Exercise.
For each line of the listing that holds "fixarray", show the full line.

Data extracts.
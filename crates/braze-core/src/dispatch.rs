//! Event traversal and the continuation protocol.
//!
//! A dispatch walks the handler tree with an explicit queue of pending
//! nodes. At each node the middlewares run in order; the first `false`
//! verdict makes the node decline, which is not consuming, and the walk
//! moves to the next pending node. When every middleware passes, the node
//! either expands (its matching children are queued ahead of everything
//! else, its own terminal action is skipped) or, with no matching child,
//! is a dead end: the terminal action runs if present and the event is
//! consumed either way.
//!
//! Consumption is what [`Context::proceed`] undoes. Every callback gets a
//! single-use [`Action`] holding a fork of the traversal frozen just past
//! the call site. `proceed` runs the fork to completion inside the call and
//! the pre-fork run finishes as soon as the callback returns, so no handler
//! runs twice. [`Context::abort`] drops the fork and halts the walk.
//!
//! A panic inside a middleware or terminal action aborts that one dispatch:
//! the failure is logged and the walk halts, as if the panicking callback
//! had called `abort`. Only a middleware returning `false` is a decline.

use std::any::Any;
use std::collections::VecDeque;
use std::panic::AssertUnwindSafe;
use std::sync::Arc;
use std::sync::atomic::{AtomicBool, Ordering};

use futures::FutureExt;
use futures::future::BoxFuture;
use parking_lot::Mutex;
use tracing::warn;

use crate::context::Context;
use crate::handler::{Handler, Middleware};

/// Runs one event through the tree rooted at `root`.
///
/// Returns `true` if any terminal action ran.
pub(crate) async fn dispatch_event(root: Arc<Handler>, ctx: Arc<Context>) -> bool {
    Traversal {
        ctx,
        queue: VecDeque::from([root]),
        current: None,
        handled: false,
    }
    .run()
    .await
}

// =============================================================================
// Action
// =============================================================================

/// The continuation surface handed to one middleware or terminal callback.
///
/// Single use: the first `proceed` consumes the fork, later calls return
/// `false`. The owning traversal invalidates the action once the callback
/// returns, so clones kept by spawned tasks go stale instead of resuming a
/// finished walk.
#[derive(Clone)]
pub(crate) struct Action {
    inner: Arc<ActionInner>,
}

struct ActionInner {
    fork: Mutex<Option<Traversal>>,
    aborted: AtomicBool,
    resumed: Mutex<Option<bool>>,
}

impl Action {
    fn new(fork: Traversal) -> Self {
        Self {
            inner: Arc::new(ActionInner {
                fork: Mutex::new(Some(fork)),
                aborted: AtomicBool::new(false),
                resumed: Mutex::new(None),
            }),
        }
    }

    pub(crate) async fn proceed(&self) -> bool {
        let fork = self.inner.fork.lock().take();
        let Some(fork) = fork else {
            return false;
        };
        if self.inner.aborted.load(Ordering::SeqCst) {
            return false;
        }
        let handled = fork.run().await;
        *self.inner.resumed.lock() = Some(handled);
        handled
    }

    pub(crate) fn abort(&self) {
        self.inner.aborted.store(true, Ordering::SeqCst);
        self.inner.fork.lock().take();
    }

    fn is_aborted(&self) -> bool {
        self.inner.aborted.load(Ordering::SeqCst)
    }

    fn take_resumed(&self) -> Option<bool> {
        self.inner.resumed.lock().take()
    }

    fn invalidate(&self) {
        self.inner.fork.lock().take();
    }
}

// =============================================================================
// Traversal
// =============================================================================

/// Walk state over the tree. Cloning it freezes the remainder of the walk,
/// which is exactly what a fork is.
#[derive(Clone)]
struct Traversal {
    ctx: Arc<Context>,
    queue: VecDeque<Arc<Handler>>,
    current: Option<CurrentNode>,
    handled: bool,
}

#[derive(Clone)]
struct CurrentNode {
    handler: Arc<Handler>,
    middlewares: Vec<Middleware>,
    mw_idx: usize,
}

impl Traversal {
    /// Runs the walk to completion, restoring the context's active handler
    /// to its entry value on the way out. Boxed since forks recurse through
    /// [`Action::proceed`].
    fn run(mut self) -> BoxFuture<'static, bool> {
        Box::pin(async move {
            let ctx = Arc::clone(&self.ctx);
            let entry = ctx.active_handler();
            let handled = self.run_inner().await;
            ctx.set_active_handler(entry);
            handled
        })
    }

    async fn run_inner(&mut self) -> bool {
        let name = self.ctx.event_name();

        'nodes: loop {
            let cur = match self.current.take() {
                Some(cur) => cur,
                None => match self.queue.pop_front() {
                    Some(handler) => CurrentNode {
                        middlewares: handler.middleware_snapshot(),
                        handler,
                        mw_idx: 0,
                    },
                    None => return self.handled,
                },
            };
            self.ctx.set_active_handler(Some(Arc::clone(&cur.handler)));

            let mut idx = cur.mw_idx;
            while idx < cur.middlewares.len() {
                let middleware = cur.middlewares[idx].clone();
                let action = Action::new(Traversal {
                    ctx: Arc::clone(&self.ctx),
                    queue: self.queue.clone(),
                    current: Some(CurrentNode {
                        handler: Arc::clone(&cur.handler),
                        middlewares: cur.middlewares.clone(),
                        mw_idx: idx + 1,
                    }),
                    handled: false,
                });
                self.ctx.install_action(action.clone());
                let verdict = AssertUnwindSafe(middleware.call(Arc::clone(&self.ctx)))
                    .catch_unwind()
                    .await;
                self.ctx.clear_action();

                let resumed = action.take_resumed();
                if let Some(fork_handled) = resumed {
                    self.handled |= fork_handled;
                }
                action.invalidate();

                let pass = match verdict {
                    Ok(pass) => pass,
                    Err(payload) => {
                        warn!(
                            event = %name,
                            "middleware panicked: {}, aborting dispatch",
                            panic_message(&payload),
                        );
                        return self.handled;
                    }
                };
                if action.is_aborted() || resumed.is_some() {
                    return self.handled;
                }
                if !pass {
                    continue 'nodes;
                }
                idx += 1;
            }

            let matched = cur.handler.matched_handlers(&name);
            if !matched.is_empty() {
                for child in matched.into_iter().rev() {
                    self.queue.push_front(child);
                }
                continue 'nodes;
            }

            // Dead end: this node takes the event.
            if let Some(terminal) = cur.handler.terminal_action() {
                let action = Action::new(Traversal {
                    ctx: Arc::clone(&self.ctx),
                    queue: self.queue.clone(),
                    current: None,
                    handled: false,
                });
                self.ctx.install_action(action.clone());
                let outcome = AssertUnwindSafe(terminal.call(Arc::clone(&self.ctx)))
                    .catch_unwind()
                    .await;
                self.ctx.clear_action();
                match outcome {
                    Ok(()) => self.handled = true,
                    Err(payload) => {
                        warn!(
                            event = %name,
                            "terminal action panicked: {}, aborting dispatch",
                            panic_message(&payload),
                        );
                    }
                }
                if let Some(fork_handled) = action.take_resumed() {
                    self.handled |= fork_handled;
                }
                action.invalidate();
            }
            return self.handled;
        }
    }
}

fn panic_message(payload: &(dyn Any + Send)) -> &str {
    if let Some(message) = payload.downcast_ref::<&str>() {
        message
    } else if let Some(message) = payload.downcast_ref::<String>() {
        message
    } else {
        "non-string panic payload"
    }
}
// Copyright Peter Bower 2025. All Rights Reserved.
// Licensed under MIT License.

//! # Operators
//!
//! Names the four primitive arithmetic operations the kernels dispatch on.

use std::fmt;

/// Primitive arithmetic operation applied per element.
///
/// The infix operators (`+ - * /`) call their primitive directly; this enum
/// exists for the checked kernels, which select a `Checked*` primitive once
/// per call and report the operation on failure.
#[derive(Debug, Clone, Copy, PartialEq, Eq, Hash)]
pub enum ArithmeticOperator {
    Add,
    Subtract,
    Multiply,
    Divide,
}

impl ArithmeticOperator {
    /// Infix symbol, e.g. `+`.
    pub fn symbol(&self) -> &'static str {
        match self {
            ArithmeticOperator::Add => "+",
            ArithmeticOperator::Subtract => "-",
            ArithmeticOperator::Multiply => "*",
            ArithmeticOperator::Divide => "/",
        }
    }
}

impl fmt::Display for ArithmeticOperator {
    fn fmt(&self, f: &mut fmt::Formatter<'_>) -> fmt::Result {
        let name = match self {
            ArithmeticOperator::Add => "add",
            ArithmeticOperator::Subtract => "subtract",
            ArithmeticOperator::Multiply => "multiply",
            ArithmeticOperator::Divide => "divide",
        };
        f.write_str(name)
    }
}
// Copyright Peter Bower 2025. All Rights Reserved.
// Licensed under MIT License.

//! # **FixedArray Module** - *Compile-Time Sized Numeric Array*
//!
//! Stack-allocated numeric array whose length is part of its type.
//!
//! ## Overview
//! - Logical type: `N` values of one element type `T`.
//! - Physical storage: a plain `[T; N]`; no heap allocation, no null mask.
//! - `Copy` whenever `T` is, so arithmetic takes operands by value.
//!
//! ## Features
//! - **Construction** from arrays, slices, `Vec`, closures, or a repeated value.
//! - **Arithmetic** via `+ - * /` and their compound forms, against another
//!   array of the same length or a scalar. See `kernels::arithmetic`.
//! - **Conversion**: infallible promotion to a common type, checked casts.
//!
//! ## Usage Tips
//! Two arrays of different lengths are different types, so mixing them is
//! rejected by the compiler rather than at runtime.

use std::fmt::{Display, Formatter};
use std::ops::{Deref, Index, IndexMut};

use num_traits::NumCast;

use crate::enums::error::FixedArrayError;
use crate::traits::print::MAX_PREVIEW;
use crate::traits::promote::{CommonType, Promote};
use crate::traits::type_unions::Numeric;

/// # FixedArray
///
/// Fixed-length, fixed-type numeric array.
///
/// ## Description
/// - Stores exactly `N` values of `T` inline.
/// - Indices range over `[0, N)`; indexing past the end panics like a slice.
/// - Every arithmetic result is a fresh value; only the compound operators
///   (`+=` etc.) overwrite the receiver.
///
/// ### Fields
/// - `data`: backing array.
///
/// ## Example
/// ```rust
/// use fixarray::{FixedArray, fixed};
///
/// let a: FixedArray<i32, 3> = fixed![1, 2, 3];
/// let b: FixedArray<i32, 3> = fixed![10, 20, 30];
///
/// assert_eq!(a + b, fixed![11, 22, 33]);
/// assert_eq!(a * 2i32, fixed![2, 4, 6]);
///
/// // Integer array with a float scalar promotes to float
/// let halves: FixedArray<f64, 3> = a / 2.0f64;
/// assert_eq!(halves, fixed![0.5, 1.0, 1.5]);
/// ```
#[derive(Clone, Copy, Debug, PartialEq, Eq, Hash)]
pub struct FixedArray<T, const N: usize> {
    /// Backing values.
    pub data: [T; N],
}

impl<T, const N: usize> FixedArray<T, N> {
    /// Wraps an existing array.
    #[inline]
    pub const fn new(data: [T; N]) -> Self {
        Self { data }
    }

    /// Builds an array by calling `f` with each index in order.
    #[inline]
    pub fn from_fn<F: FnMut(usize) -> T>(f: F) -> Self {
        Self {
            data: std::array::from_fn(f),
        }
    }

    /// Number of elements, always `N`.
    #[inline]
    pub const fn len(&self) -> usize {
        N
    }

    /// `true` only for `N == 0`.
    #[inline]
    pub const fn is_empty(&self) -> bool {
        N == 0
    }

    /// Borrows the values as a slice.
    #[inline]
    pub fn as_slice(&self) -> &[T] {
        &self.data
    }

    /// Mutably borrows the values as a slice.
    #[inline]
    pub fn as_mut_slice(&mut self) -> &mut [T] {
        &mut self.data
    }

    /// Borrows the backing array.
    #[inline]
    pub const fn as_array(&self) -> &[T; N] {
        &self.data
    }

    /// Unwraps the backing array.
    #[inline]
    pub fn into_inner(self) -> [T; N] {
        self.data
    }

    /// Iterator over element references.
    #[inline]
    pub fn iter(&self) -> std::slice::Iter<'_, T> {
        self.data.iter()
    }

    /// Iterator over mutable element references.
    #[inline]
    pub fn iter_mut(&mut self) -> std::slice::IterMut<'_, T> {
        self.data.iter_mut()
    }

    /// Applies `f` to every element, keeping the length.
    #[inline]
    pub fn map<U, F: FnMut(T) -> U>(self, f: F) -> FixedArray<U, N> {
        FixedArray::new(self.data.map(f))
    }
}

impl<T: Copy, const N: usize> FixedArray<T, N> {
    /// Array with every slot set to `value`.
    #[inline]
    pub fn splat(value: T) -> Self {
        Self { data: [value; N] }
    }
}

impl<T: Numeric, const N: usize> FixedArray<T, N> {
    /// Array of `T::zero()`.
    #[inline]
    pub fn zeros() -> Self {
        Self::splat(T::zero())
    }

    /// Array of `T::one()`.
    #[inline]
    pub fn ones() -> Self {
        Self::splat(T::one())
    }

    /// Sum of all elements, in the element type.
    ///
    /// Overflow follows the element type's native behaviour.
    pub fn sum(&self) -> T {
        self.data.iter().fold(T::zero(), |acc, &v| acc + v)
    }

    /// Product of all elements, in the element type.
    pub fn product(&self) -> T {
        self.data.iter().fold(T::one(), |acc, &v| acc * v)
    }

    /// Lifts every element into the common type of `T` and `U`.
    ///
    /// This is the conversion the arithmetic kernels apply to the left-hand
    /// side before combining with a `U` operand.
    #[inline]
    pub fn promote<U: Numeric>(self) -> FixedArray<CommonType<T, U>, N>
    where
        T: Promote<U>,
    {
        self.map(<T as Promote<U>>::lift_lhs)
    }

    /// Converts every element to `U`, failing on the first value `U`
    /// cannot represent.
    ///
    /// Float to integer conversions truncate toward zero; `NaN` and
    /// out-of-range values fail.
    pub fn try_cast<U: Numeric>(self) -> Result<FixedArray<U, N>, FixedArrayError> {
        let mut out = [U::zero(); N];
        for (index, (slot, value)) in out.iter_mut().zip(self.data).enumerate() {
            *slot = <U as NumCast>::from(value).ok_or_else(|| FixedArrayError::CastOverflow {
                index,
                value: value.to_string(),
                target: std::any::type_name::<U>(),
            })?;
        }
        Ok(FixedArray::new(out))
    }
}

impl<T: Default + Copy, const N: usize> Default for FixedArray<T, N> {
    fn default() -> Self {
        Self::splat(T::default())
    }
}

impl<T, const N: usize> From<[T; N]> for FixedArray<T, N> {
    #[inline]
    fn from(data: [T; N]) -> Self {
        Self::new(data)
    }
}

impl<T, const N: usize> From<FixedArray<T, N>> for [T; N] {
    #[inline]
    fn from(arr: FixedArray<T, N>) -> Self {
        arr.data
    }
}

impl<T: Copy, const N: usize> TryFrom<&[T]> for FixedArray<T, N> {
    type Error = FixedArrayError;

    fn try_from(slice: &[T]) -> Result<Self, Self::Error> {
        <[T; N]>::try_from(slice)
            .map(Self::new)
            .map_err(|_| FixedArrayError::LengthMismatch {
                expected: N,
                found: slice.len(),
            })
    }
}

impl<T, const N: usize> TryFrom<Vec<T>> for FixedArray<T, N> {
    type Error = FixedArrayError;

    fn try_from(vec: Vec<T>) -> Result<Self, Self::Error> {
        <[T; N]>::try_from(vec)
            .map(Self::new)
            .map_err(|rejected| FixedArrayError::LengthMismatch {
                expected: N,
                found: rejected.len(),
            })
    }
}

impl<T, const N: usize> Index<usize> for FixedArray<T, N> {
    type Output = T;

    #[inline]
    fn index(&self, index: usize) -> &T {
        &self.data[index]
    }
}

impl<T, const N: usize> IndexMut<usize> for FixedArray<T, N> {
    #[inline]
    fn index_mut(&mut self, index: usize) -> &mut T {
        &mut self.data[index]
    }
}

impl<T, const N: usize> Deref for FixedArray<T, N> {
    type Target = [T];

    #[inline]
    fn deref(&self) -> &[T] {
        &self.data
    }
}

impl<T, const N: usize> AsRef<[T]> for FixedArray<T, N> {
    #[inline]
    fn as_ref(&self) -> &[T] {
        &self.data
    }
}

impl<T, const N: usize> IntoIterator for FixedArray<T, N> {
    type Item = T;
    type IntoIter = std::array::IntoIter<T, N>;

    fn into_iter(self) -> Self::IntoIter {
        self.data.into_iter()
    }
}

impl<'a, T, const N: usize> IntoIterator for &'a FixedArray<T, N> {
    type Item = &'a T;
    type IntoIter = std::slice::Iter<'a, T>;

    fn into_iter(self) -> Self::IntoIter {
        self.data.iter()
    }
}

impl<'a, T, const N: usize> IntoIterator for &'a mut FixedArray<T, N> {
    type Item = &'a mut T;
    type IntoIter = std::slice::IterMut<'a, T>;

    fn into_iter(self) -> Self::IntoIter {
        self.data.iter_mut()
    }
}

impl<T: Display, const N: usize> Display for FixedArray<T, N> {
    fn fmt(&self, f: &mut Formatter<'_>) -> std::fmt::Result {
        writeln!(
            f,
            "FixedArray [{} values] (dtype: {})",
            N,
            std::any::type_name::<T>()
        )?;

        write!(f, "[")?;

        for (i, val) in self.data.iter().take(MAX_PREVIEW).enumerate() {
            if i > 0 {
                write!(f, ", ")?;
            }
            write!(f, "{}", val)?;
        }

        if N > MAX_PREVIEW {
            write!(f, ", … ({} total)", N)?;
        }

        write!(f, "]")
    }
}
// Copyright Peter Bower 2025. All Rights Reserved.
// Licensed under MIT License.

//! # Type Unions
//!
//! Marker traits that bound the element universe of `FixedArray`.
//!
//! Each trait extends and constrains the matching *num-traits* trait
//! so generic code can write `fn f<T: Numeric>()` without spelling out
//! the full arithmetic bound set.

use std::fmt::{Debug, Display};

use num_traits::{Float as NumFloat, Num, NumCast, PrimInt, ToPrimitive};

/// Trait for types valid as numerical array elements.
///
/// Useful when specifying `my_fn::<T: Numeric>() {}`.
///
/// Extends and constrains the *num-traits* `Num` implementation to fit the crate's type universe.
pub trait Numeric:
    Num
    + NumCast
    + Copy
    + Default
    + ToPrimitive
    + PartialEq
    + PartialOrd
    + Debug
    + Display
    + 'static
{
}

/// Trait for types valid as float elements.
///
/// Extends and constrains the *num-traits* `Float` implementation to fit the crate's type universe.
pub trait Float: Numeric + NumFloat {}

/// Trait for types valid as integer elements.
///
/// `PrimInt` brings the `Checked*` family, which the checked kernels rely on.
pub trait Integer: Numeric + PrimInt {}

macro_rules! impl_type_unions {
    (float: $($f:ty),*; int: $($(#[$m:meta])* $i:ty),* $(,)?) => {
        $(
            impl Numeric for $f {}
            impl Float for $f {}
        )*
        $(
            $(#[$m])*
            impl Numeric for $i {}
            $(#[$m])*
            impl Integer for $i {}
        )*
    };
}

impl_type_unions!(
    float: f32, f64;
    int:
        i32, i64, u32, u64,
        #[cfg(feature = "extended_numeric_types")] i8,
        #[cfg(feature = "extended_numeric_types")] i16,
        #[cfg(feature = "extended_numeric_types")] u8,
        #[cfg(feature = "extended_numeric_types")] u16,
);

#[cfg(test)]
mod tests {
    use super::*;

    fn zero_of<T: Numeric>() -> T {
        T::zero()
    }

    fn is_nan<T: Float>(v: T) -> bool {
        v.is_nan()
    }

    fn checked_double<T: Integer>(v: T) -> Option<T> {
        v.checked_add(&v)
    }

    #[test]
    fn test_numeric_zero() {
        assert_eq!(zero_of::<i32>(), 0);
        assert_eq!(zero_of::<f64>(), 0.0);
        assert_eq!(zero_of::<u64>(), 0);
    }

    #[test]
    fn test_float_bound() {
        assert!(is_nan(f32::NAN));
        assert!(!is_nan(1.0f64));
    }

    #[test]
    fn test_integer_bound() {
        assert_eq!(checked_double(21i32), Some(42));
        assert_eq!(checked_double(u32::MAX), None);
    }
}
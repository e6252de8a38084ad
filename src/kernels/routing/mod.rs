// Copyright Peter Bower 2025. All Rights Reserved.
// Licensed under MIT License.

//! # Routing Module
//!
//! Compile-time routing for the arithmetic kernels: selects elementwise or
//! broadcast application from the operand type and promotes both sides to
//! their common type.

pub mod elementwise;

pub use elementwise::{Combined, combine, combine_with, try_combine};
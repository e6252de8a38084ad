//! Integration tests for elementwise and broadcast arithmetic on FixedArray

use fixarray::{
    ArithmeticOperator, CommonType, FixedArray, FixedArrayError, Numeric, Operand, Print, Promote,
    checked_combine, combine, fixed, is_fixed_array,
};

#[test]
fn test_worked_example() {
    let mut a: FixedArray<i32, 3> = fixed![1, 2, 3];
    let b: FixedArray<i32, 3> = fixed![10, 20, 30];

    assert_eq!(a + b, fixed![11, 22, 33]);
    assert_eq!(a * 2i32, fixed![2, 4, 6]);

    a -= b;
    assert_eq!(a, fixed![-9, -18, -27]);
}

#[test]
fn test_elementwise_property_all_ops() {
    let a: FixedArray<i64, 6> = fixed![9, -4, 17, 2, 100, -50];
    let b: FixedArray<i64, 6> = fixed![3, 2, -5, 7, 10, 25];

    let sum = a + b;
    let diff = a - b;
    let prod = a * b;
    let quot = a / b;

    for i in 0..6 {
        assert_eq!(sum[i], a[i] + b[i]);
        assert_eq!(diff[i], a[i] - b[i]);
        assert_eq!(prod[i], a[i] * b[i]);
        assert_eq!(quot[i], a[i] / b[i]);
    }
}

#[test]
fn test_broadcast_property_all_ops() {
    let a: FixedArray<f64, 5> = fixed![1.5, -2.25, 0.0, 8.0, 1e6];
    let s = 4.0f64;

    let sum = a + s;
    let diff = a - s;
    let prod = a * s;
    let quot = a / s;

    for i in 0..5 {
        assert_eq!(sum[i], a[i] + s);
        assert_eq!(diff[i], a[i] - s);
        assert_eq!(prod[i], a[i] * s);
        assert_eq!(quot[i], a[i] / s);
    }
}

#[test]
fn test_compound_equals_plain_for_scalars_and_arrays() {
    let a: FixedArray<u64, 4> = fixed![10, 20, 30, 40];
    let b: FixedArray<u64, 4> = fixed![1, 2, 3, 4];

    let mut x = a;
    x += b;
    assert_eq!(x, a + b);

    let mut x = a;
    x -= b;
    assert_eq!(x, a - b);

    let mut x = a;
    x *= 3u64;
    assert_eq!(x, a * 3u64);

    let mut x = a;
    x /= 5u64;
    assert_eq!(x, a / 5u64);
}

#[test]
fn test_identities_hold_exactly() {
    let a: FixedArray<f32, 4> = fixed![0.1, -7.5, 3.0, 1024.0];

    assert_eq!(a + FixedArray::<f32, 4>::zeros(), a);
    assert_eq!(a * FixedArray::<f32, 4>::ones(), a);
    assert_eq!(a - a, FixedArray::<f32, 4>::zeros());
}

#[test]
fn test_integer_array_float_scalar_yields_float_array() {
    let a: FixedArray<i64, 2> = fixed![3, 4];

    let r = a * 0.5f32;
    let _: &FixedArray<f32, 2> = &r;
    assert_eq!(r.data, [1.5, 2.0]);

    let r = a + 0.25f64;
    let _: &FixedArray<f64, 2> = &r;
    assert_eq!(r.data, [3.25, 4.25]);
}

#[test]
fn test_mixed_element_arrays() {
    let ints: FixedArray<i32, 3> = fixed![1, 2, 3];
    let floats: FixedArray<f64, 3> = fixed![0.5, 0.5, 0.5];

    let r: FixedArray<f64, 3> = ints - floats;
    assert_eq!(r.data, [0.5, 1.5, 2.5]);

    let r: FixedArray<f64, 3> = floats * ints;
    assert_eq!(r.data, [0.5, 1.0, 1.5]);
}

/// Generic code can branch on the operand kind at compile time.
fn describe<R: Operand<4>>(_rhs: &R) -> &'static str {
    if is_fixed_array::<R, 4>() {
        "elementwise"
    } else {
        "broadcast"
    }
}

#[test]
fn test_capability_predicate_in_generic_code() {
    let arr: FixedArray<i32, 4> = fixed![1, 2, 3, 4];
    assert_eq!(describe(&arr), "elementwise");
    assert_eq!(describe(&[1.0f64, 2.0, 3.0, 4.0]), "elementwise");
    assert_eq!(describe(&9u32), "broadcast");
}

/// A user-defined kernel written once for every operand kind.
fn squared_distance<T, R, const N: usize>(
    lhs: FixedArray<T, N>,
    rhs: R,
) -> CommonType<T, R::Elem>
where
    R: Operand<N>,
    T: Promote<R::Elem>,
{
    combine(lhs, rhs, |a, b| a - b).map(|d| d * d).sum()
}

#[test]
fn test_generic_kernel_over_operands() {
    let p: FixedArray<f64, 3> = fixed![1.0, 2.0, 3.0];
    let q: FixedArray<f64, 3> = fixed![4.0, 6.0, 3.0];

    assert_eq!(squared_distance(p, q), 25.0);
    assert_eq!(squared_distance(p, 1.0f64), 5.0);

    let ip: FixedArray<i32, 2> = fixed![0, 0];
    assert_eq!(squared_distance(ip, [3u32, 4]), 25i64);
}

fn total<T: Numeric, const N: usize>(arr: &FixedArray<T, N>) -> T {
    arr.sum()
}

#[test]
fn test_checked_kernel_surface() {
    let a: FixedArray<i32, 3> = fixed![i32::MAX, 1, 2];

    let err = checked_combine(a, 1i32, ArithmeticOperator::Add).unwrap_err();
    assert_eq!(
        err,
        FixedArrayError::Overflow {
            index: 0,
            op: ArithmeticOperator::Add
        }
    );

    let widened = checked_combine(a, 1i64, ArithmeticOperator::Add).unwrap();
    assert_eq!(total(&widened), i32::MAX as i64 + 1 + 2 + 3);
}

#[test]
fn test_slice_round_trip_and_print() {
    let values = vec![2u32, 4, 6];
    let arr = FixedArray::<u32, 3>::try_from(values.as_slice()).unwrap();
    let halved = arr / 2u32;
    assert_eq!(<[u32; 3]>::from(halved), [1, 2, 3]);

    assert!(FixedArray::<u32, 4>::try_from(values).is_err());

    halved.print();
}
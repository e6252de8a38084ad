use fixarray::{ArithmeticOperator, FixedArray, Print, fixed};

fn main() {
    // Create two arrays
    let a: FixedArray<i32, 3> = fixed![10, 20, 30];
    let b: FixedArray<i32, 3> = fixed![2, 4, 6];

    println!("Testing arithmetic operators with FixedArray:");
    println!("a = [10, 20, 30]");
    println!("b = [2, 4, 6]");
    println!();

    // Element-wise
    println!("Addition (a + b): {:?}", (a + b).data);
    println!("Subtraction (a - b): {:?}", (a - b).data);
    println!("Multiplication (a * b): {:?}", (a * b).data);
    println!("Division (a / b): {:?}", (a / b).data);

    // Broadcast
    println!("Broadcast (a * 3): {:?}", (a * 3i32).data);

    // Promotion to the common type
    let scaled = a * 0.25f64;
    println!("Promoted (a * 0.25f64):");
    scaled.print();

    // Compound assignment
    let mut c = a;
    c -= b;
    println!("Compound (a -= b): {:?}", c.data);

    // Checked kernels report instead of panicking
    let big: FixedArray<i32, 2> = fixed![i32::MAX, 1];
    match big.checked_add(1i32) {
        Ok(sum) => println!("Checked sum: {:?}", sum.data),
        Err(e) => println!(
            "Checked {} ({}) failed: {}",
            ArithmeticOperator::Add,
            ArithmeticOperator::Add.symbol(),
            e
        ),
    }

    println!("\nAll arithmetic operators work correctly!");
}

Reply to the task.
/// use fixarray::{FixedArray, fixed};
use fixarray::{
use fixarray::{ArithmeticOperator, FixedArray, Print, fixed};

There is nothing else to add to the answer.